Staff in residential facilities often plays a central role in monitoring medical treatment and informing healthcare professionals about possible negative outcomes. This requires knowledge about medicines, a knowledge that staff without health care training do not always feel they possess. Studies conducted in nursing homes have shown that educational activities and active participation in the medicines use process through services similar to those tested in this study improve staffs’ self-efficacy in taking responsibility for administering medicines to the elderly [27,30,43]. Results from this study indicate that staff’s knowledge and self-efficacy increased, but this has to be confirmed in a larger study with objective measurement thereof.
The quality improvement service resulted in the facility receiving an audit report with a number of relevant suggestions for improved handling of medicines. Particularly, the pharmacist supported staff in thinking systematically about medicines and focusing on safety. We received limited information on how the facilities used the quality improvement service to generate safer workflows, and this needs further investigation in future studies.

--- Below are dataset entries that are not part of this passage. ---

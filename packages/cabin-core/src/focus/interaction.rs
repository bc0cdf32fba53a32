//! The focus interaction matrix.
//!
//! A 13×13 table mapping `(holder context, requester context)` to the
//! arbitration outcome. The table is fixed at construction; the single
//! runtime-mutable cell is `(Call, Navigation)`, driven by the
//! reject-navigation-during-call user setting.

use std::sync::atomic::{AtomicBool, Ordering};

use crate::context::{AudioContext, CONTEXT_COUNT};

/// Outcome of one holder/requester context pairing.
#[derive(Debug, Clone, Copy, PartialEq, Eq)]
pub enum Interaction {
    /// The requester is refused outright.
    Reject,
    /// The holder loses focus to the requester.
    Exclusive,
    /// Holder and requester may play together (the holder may be ducked).
    Concurrent,
}

const R: Interaction = Interaction::Reject;
const E: Interaction = Interaction::Exclusive;
const C: Interaction = Interaction::Concurrent;

/// Rows are holder contexts, columns requester contexts, both in
/// [`crate::context::ALL_CONTEXTS`] order:
/// invalid, music, navigation, voice command, call ring, call, alarm,
/// notification, system sound, emergency, safety, vehicle status,
/// announcement.
///
/// The invalid row doubles as the empty-holder row: a zone with no holders
/// admits every context except invalid.
const MATRIX: [[Interaction; CONTEXT_COUNT]; CONTEXT_COUNT] = [
    // INVALID (virtual empty-holder row)
    [R, C, C, C, C, C, C, C, C, C, C, C, C],
    // MUSIC
    [R, E, C, E, E, E, E, C, C, E, C, C, E],
    // NAVIGATION
    [R, C, C, E, C, E, C, C, C, E, C, C, C],
    // VOICE_COMMAND
    [R, E, R, C, E, E, R, R, C, E, C, R, R],
    // CALL_RING
    [R, R, C, C, C, C, R, R, C, E, C, R, R],
    // CALL
    [R, R, C, R, C, C, C, C, C, E, C, C, R],
    // ALARM
    [R, C, C, E, E, E, C, C, C, E, C, C, R],
    // NOTIFICATION
    [R, C, C, E, E, E, C, C, C, E, C, C, C],
    // SYSTEM_SOUND
    [R, C, C, E, E, E, C, C, C, E, C, C, C],
    // EMERGENCY
    [R, E, E, E, E, C, E, E, E, C, C, E, E],
    // SAFETY
    [R, C, C, C, C, C, C, C, C, C, C, C, C],
    // VEHICLE_STATUS
    [R, C, C, C, C, C, C, C, C, E, C, C, C],
    // ANNOUNCEMENT
    [R, E, C, E, E, E, C, C, C, E, C, C, E],
];

/// The process-wide interaction matrix.
pub struct InteractionMatrix {
    reject_nav_on_call: AtomicBool,
}

impl InteractionMatrix {
    /// Creates the matrix with the initial state of the
    /// reject-navigation-during-call setting.
    #[must_use]
    pub fn new(reject_nav_on_call: bool) -> Self {
        Self {
            reject_nav_on_call: AtomicBool::new(reject_nav_on_call),
        }
    }

    /// Updates the reject-navigation-during-call setting.
    pub fn set_reject_navigation_on_call(&self, reject: bool) {
        self.reject_nav_on_call.store(reject, Ordering::SeqCst);
    }

    /// Current state of the reject-navigation-during-call setting.
    #[must_use]
    pub fn reject_navigation_on_call(&self) -> bool {
        self.reject_nav_on_call.load(Ordering::SeqCst)
    }

    /// Looks up the interaction for a holder/requester pairing.
    #[must_use]
    pub fn interaction(&self, holder: AudioContext, requester: AudioContext) -> Interaction {
        if holder == AudioContext::Call
            && requester == AudioContext::Navigation
            && self.reject_nav_on_call.load(Ordering::SeqCst)
        {
            return Interaction::Reject;
        }
        MATRIX[holder.index()][requester.index()]
    }
}

impl Default for InteractionMatrix {
    fn default() -> Self {
        Self::new(false)
    }
}
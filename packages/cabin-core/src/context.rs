//! Audio usage and context vocabulary.
//!
//! Every playback stream carries a platform *usage* tag; the policy core
//! arbitrates and routes at the coarser *context* granularity. This module
//! owns both enumerations and the fixed usage→context partition that the
//! rest of the crate is built on.

use serde::{Deserialize, Serialize};

/// Purpose tag carried by a playback stream.
#[derive(Debug, Clone, Copy, PartialEq, Eq, Hash, Serialize, Deserialize)]
#[serde(rename_all = "snake_case")]
pub enum AudioUsage {
    /// Music and other media playback.
    Media,
    /// Turn-by-turn navigation prompts.
    Navigation,
    /// Voice assistant input/output.
    VoiceCommand,
    /// Incoming call ringtone.
    Ringtone,
    /// An active voice call.
    VoiceCall,
    /// Alarm clock and timers.
    Alarm,
    /// Short notification chimes.
    Notification,
    /// Emergency announcements (e-call, hazard).
    Emergency,
    /// Safety-critical alerts (collision, lane departure).
    Safety,
    /// Vehicle status readouts (fuel, doors).
    VehicleStatus,
    /// General announcements (traffic, weather).
    Announcement,
    /// UI sounds and touch feedback.
    SystemSound,
    /// Unmappable or missing usage.
    Invalid,
}

impl AudioUsage {
    /// Wire string for the HAL boundary.
    #[must_use]
    pub fn as_str(self) -> &'static str {
        match self {
            Self::Media => "media",
            Self::Navigation => "navigation",
            Self::VoiceCommand => "voice_command",
            Self::Ringtone => "ringtone",
            Self::VoiceCall => "voice_call",
            Self::Alarm => "alarm",
            Self::Notification => "notification",
            Self::Emergency => "emergency",
            Self::Safety => "safety",
            Self::VehicleStatus => "vehicle_status",
            Self::Announcement => "announcement",
            Self::SystemSound => "system_sound",
            Self::Invalid => "invalid",
        }
    }
}

/// Coarse category used for focus arbitration and volume-group assignment.
///
/// The discriminant doubles as the row/column index of the focus interaction
/// matrix, so the variant order is load-bearing.
#[derive(Debug, Clone, Copy, PartialEq, Eq, Hash, Serialize, Deserialize)]
#[serde(rename_all = "snake_case")]
#[repr(usize)]
pub enum AudioContext {
    /// Virtual context for unmappable usages and the empty-holder row.
    Invalid = 0,
    /// Media playback.
    Music = 1,
    /// Navigation prompts.
    Navigation = 2,
    /// Voice assistant.
    VoiceCommand = 3,
    /// Incoming call ring.
    CallRing = 4,
    /// Active call.
    Call = 5,
    /// Alarms and timers.
    Alarm = 6,
    /// Notification chimes.
    Notification = 7,
    /// UI sounds.
    SystemSound = 8,
    /// Emergency announcements.
    Emergency = 9,
    /// Safety-critical alerts.
    Safety = 10,
    /// Vehicle status readouts.
    VehicleStatus = 11,
    /// General announcements.
    Announcement = 12,
}

/// Number of contexts, and therefore the interaction-matrix dimension.
pub const CONTEXT_COUNT: usize = 13;

/// All contexts in matrix order.
pub const ALL_CONTEXTS: [AudioContext; CONTEXT_COUNT] = [
    AudioContext::Invalid,
    AudioContext::Music,
    AudioContext::Navigation,
    AudioContext::VoiceCommand,
    AudioContext::CallRing,
    AudioContext::Call,
    AudioContext::Alarm,
    AudioContext::Notification,
    AudioContext::SystemSound,
    AudioContext::Emergency,
    AudioContext::Safety,
    AudioContext::VehicleStatus,
    AudioContext::Announcement,
];

impl AudioContext {
    /// Matrix row/column index for this context.
    #[inline]
    #[must_use]
    pub fn index(self) -> usize {
        self as usize
    }
}

/// The fixed usage→context partition.
///
/// Constructed once at startup and shared read-only; each usage maps to
/// exactly one context, so the contexts partition the usage space.
#[derive(Debug, Default, Clone)]
pub struct ContextMap;

impl ContextMap {
    /// Creates the built-in partition.
    #[must_use]
    pub fn new() -> Self {
        Self
    }

    /// Returns the context arbitrating the given usage.
    #[must_use]
    pub fn context_for_usage(&self, usage: AudioUsage) -> AudioContext {
        match usage {
            AudioUsage::Media => AudioContext::Music,
            AudioUsage::Navigation => AudioContext::Navigation,
            AudioUsage::VoiceCommand => AudioContext::VoiceCommand,
            AudioUsage::Ringtone => AudioContext::CallRing,
            AudioUsage::VoiceCall => AudioContext::Call,
            AudioUsage::Alarm => AudioContext::Alarm,
            AudioUsage::Notification => AudioContext::Notification,
            AudioUsage::Emergency => AudioContext::Emergency,
            AudioUsage::Safety => AudioContext::Safety,
            AudioUsage::VehicleStatus => AudioContext::VehicleStatus,
            AudioUsage::Announcement => AudioContext::Announcement,
            AudioUsage::SystemSound => AudioContext::SystemSound,
            AudioUsage::Invalid => AudioContext::Invalid,
        }
    }

    /// Returns the usages a context groups.
    #[must_use]
    pub fn usages_for_context(&self, context: AudioContext) -> Vec<AudioUsage> {
        const ALL_USAGES: [AudioUsage; 13] = [
            AudioUsage::Media,
            AudioUsage::Navigation,
            AudioUsage::VoiceCommand,
            AudioUsage::Ringtone,
            AudioUsage::VoiceCall,
            AudioUsage::Alarm,
            AudioUsage::Notification,
            AudioUsage::Emergency,
            AudioUsage::Safety,
            AudioUsage::VehicleStatus,
            AudioUsage::Announcement,
            AudioUsage::SystemSound,
            AudioUsage::Invalid,
        ];
        ALL_USAGES
            .into_iter()
            .filter(|usage| self.context_for_usage(*usage) == context)
            .collect()
    }
}
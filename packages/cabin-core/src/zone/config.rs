//! Zone configurations: alternative device layouts for one zone.

use std::sync::atomic::{AtomicBool, Ordering};
use std::sync::Arc;

use crate::context::AudioContext;
use crate::volume::group::{GroupId, VolumeGroup};
use crate::zone::ZoneId;

/// Zone-configuration identifier within a zone.
pub type ConfigId = u32;

/// One device layout for a zone: an ordered collection of volume groups.
///
/// Groups are exclusively owned by their configuration. A configuration
/// backed by dynamic devices toggles `active` as those devices appear and
/// disappear; the owning zone resolves the effective configuration from the
/// default/selected/active flags.
pub struct ZoneConfig {
    zone_id: ZoneId,
    config_id: ConfigId,
    name: String,
    is_default: bool,
    groups: Vec<Arc<VolumeGroup>>,
    active: AtomicBool,
}

impl ZoneConfig {
    /// Creates a configuration over the given groups.
    ///
    /// Default configurations start active; non-default ones start inactive
    /// until their devices are reported present.
    #[must_use]
    pub fn new(
        zone_id: ZoneId,
        config_id: ConfigId,
        name: impl Into<String>,
        is_default: bool,
        groups: Vec<Arc<VolumeGroup>>,
    ) -> Self {
        Self {
            zone_id,
            config_id,
            name: name.into(),
            is_default,
            groups,
            active: AtomicBool::new(is_default),
        }
    }

    /// Zone owning this configuration.
    #[must_use]
    pub fn zone_id(&self) -> ZoneId {
        self.zone_id
    }

    /// Configuration identifier.
    #[must_use]
    pub fn config_id(&self) -> ConfigId {
        self.config_id
    }

    /// Display name.
    #[must_use]
    pub fn name(&self) -> &str {
        &self.name
    }

    /// Whether this is the zone's default configuration.
    #[must_use]
    pub fn is_default(&self) -> bool {
        self.is_default
    }

    /// Whether the configuration's devices are currently available.
    #[must_use]
    pub fn is_active(&self) -> bool {
        self.active.load(Ordering::SeqCst)
    }

    /// Marks the configuration's device availability.
    pub fn set_active(&self, active: bool) {
        self.active.store(active, Ordering::SeqCst);
    }

    /// The configuration's volume groups, in declaration order.
    #[must_use]
    pub fn groups(&self) -> &[Arc<VolumeGroup>] {
        &self.groups
    }

    /// Looks up a group by id.
    #[must_use]
    pub fn group(&self, group_id: GroupId) -> Option<&Arc<VolumeGroup>> {
        self.groups.iter().find(|group| group.group_id() == group_id)
    }

    /// The group serving a context, if any group binds it.
    #[must_use]
    pub fn group_for_context(&self, context: AudioContext) -> Option<&Arc<VolumeGroup>> {
        self.groups
            .iter()
            .find(|group| group.address_for_context(context).is_some())
    }

    /// The group owning a device address, if any.
    #[must_use]
    pub fn group_for_address(&self, address: &str) -> Option<&Arc<VolumeGroup>> {
        self.groups.iter().find(|group| group.has_address(address))
    }

    /// All device addresses of the configuration.
    #[must_use]
    pub fn addresses(&self) -> Vec<String> {
        self.groups
            .iter()
            .flat_map(|group| group.addresses())
            .collect()
    }
}
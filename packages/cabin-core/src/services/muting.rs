//! Mute propagation to the HAL.
//!
//! Derives per-zone mute/unmute address deltas from volume-group state: a
//! group muted by the user or the HAL (or blocked outright) contributes all
//! of its addresses to the zone's mute set. Same delta discipline as the
//! ducking engine: the previous set is the basis for the unmute set.

use std::collections::{HashMap, HashSet};
use std::sync::Arc;

use parking_lot::Mutex;

use crate::hal::{AudioControlHal, MutingInfo};
use crate::runtime::CallbackDispatcher;
use crate::zone::{ZoneId, ZoneRegistry};

/// Computes mute/unmute deltas and forwards them to the HAL.
pub struct MutingService {
    zones: Arc<ZoneRegistry>,
    hal: Arc<dyn AudioControlHal>,
    dispatcher: CallbackDispatcher,
    previous: Mutex<HashMap<ZoneId, HashSet<String>>>,
}

impl MutingService {
    /// Creates the service.
    pub fn new(
        zones: Arc<ZoneRegistry>,
        hal: Arc<dyn AudioControlHal>,
        dispatcher: CallbackDispatcher,
    ) -> Self {
        Self {
            zones,
            hal,
            dispatcher,
            previous: Mutex::new(HashMap::new()),
        }
    }

    /// Recomputes the mute set of a zone and emits the delta, if any.
    pub fn refresh_zone(&self, zone_id: ZoneId) {
        let Some(zone) = self.zones.zone(zone_id) else {
            log::warn!("[MutingService] refresh for unknown zone {zone_id}, ignoring");
            return;
        };
        let config = zone.current_config();

        let mut muted: HashSet<String> = HashSet::new();
        for group in config.groups() {
            if group.is_muted() || group.is_blocked() {
                for address in group.configured_addresses() {
                    muted.insert(address.clone());
                }
            }
        }

        let (to_mute, to_unmute) = {
            let mut previous = self.previous.lock();
            let previous_set = previous.entry(zone_id).or_default();
            let mut to_mute: Vec<String> = muted.difference(previous_set).cloned().collect();
            let mut to_unmute: Vec<String> = previous_set.difference(&muted).cloned().collect();
            to_mute.sort();
            to_unmute.sort();
            *previous_set = muted;
            (to_mute, to_unmute)
        };

        if to_mute.is_empty() && to_unmute.is_empty() {
            return;
        }

        let info = MutingInfo {
            zone_id,
            device_addresses_to_mute: to_mute,
            device_addresses_to_unmute: to_unmute,
        };
        log::debug!(
            "[MutingService] zone {zone_id}: mute {:?} unmute {:?}",
            info.device_addresses_to_mute,
            info.device_addresses_to_unmute
        );

        let hal = Arc::clone(&self.hal);
        self.dispatcher.dispatch(move || {
            if let Err(err) = hal.on_devices_to_mute_change(&info) {
                log::warn!(
                    "[MutingService] zone {}: muting notification failed: {err}",
                    info.zone_id
                );
            }
        });
    }
}

#[cfg(test)]
mod tests {
    use super::*;
    use crate::context::{AudioContext, AudioUsage};
    use crate::error::CallbackResult;
    use crate::focus::FocusChange;
    use crate::hal::DuckingInfo;
    use crate::volume::device::{AudioDevice, DeviceType, GainInfo};
    use crate::volume::group::{GainBackend, GainSink, GroupDevice, VolumeGroup};
    use crate::zone::config::ZoneConfig;
    use crate::zone::AudioZone;

    struct NullSink;
    impl GainSink for NullSink {
        fn commit_gain(&self, _address: &str, _gain_mb: i32) {}
    }

    struct RecordingHal {
        muting: Mutex<Vec<MutingInfo>>,
    }

    impl AudioControlHal for RecordingHal {
        fn on_audio_focus_change(
            &self,
            _usage: AudioUsage,
            _zone_id: ZoneId,
            _change: FocusChange,
        ) -> CallbackResult {
            Ok(())
        }
        fn on_devices_to_duck_change(&self, _ducking: &[DuckingInfo]) -> CallbackResult {
            Ok(())
        }
        fn on_devices_to_mute_change(&self, muting: &MutingInfo) -> CallbackResult {
            self.muting.lock().push(muting.clone());
            Ok(())
        }
    }

    fn fixture() -> (MutingService, Arc<VolumeGroup>, Arc<RecordingHal>) {
        let group = Arc::new(
            VolumeGroup::new(
                0,
                0,
                0,
                "media",
                GainBackend::Device {
                    sink: Arc::new(NullSink),
                },
                vec![GroupDevice {
                    address: "bus0_media".to_string(),
                    gain: GainInfo {
                        min_mb: 0,
                        max_mb: 4000,
                        default_mb: 1500,
                        step_mb: 100,
                    },
                }],
                vec![(AudioContext::Music, "bus0_media".to_string())],
                None,
            )
            .unwrap(),
        );
        let config = Arc::new(ZoneConfig::new(0, 0, "default", true, vec![Arc::clone(&group)]));
        let microphone = AudioDevice {
            address: "mic0".to_string(),
            device_type: DeviceType::BuiltinMicrophone,
            gain: GainInfo {
                min_mb: 0,
                max_mb: 0,
                default_mb: 0,
                step_mb: 1,
            },
        };
        let zone = AudioZone::new(0, "driver", vec![config], vec![microphone]).unwrap();
        let zones = Arc::new(ZoneRegistry::new(vec![Arc::new(zone)]).unwrap());
        let hal = Arc::new(RecordingHal {
            muting: Mutex::new(Vec::new()),
        });
        let service = MutingService::new(
            zones,
            Arc::clone(&hal) as Arc<dyn AudioControlHal>,
            CallbackDispatcher::inline("muting-test"),
        );
        (service, group, hal)
    }

    #[test]
    fn mute_then_unmute_round_trips_the_delta() {
        let (service, group, hal) = fixture();

        group.set_user_muted(true);
        service.refresh_zone(0);
        group.set_user_muted(false);
        service.refresh_zone(0);

        let infos = hal.muting.lock();
        assert_eq!(infos.len(), 2);
        assert_eq!(infos[0].device_addresses_to_mute, vec!["bus0_media"]);
        assert!(infos[0].device_addresses_to_unmute.is_empty());
        assert!(infos[1].device_addresses_to_mute.is_empty());
        assert_eq!(infos[1].device_addresses_to_unmute, vec!["bus0_media"]);
    }

    #[test]
    fn blocked_group_counts_as_muted() {
        let (service, group, hal) = fixture();

        group.set_hal_blocked(true);
        service.refresh_zone(0);

        assert_eq!(
            hal.muting.lock()[0].device_addresses_to_mute,
            vec!["bus0_media"]
        );
    }

    #[test]
    fn no_change_emits_nothing() {
        let (service, group, hal) = fixture();

        group.set_user_muted(true);
        service.refresh_zone(0);
        service.refresh_zone(0);

        assert_eq!(hal.muting.lock().len(), 1);
    }
}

The “multidisciplinary medicines management conference” was perceived as effective and rewarding, but not possible to organize in every day practice. Other more feasible solutions may be investigated, for example whether it is possible to organize tele- or web- conferences.
Limitations of the study
This study was a pilot study with only four residential facilities and 47 residents with varying disabilities and needs. The participating residents do not necessarily represent the disabled population in residential facilities in general, and other residential facilities may have different routines for handling medicines. Also, the effects of the intervention on staff’s knowledge and self-efficacy and residents’ medicines use were not formally measured, and results therefore need to be validated in a larger trial with the appropriate design. The research group has subsequently initiated two studies. The first study tests a community pharmacy-led, individually tailored educational programme on safe medication practices for staff in residential facilities without healthcare training. The second study aims at achieving a safer use of medicines through staff’s participation in an educational programme followed by the development and implementation of safer workflows using the model for improvement as a framework [44].
Conclusions
The study demonstrated that there is a need for improved safety in the medicines use process for disabled persons in residential facilities. The piloted pharmaceutical care services generated important knowledge of safety issues and revealed a number of MTPs, the suggested solutions being largely accepted by the residential facilities and the prescribers. The developed services were implementable in practice and demonstrated a potential to improve safety. A larger prospective trial is needed to confirm the effects of the intervention.